• Task item
Scan the lines below; pull out those with "UnexpectedTagShape".

• Records supplied
==============================

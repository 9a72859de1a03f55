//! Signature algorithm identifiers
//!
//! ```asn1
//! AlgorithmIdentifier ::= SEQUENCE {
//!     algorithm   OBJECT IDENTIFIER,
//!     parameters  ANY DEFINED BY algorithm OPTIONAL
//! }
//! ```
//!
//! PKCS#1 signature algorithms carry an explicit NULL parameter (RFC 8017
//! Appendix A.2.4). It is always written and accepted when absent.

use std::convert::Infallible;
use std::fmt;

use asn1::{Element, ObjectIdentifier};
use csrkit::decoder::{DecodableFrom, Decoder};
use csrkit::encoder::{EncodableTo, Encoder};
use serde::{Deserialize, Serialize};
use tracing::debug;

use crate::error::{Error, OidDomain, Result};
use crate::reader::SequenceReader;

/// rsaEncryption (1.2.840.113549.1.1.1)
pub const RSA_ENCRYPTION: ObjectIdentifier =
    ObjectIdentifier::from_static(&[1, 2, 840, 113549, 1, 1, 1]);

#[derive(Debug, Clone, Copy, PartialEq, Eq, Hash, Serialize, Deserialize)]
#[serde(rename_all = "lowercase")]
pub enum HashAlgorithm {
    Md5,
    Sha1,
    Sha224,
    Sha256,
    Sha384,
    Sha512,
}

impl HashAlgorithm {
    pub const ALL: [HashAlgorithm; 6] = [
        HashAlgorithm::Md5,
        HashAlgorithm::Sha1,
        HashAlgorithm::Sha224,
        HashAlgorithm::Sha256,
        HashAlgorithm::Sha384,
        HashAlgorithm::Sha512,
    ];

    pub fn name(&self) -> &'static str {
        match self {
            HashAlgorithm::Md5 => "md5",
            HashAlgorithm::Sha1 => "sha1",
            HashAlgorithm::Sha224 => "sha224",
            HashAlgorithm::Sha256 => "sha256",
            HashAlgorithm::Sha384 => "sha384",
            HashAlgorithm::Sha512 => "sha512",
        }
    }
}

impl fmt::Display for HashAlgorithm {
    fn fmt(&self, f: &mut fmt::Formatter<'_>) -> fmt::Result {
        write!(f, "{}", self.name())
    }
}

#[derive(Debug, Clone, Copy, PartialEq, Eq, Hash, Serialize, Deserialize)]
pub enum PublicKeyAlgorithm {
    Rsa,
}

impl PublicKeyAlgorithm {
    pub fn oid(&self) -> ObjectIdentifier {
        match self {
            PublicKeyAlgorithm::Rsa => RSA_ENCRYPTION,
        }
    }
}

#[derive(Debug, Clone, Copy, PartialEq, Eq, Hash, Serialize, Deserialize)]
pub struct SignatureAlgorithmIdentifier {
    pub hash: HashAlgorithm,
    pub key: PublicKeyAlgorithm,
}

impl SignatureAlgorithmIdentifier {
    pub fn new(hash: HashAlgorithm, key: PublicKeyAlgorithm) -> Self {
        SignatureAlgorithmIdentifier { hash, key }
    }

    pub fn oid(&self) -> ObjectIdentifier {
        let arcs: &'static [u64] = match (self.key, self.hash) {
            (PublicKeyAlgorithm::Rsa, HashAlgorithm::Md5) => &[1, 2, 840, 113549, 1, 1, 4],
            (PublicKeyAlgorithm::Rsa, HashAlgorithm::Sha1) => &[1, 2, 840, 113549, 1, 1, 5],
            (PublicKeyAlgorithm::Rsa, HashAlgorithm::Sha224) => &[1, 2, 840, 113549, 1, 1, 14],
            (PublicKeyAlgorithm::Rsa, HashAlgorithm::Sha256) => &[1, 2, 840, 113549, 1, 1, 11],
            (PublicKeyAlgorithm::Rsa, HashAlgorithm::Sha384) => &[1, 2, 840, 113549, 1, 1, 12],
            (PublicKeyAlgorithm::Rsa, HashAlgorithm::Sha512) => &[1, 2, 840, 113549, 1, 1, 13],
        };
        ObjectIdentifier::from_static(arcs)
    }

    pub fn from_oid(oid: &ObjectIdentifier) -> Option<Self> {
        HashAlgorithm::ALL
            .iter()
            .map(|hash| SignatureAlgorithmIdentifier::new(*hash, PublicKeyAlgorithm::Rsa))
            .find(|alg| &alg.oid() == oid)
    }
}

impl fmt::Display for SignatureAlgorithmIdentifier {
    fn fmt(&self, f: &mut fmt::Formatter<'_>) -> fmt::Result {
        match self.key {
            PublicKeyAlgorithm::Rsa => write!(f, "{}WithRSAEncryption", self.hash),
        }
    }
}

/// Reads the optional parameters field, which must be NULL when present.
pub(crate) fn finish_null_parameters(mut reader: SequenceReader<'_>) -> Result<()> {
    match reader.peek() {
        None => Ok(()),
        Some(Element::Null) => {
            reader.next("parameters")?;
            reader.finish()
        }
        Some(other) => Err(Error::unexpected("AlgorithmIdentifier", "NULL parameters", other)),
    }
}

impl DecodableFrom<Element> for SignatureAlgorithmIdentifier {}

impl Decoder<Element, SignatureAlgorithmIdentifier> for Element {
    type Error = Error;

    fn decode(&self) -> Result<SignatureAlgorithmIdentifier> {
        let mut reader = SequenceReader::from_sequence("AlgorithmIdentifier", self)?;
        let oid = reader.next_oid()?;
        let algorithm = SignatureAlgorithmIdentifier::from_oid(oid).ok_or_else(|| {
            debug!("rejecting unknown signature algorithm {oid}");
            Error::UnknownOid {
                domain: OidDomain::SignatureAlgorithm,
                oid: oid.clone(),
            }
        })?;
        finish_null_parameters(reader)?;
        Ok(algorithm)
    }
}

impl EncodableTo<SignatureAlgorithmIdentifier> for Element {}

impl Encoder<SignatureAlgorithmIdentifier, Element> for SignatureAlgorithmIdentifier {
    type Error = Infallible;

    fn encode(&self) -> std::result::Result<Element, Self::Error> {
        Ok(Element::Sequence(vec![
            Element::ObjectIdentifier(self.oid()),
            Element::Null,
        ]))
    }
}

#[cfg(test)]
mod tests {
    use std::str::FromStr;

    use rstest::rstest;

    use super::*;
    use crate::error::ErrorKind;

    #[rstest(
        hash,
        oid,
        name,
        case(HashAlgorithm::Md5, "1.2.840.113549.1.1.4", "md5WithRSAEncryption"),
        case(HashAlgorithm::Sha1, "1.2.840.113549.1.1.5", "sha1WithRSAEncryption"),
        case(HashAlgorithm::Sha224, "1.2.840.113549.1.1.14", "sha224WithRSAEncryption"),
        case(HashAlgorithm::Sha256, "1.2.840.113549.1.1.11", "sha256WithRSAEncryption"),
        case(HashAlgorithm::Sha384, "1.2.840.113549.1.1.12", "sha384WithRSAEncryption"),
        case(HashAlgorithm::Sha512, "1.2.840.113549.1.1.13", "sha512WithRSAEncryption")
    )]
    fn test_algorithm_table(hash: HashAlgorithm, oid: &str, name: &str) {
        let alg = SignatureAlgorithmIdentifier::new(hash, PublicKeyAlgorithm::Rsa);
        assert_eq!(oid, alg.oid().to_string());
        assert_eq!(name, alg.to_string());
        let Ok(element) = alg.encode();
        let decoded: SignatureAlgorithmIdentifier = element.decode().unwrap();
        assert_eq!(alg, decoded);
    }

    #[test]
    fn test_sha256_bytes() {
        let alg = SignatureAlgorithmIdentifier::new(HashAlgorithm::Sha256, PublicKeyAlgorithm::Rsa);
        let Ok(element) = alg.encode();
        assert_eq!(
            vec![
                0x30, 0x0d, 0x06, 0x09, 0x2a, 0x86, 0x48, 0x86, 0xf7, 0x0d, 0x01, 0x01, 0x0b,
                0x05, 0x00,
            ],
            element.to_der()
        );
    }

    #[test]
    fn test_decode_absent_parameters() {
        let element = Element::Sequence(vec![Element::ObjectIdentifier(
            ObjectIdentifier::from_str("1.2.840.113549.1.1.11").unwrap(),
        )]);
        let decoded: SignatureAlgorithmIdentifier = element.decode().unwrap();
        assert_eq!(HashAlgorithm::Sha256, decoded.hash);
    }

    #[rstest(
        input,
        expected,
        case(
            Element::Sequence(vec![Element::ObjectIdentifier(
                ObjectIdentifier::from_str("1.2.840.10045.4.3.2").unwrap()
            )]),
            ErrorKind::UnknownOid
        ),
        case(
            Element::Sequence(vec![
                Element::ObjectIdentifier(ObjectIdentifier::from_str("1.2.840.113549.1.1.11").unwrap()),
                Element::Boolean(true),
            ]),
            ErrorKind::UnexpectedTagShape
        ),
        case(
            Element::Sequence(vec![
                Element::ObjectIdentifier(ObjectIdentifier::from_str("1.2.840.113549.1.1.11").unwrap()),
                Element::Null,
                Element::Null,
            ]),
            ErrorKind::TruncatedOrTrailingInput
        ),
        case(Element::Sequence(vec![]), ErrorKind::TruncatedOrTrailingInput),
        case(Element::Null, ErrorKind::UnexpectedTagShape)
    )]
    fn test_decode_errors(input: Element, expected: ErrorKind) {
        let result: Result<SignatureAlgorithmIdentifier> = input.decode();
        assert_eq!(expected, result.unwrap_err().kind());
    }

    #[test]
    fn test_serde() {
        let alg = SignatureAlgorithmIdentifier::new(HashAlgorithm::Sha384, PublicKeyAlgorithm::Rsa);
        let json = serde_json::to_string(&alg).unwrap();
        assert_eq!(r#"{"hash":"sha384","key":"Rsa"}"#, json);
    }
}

==============================

• The answer
            ErrorKind::UnexpectedTagShape
        case(Element::Null, ErrorKind::UnexpectedTagShape)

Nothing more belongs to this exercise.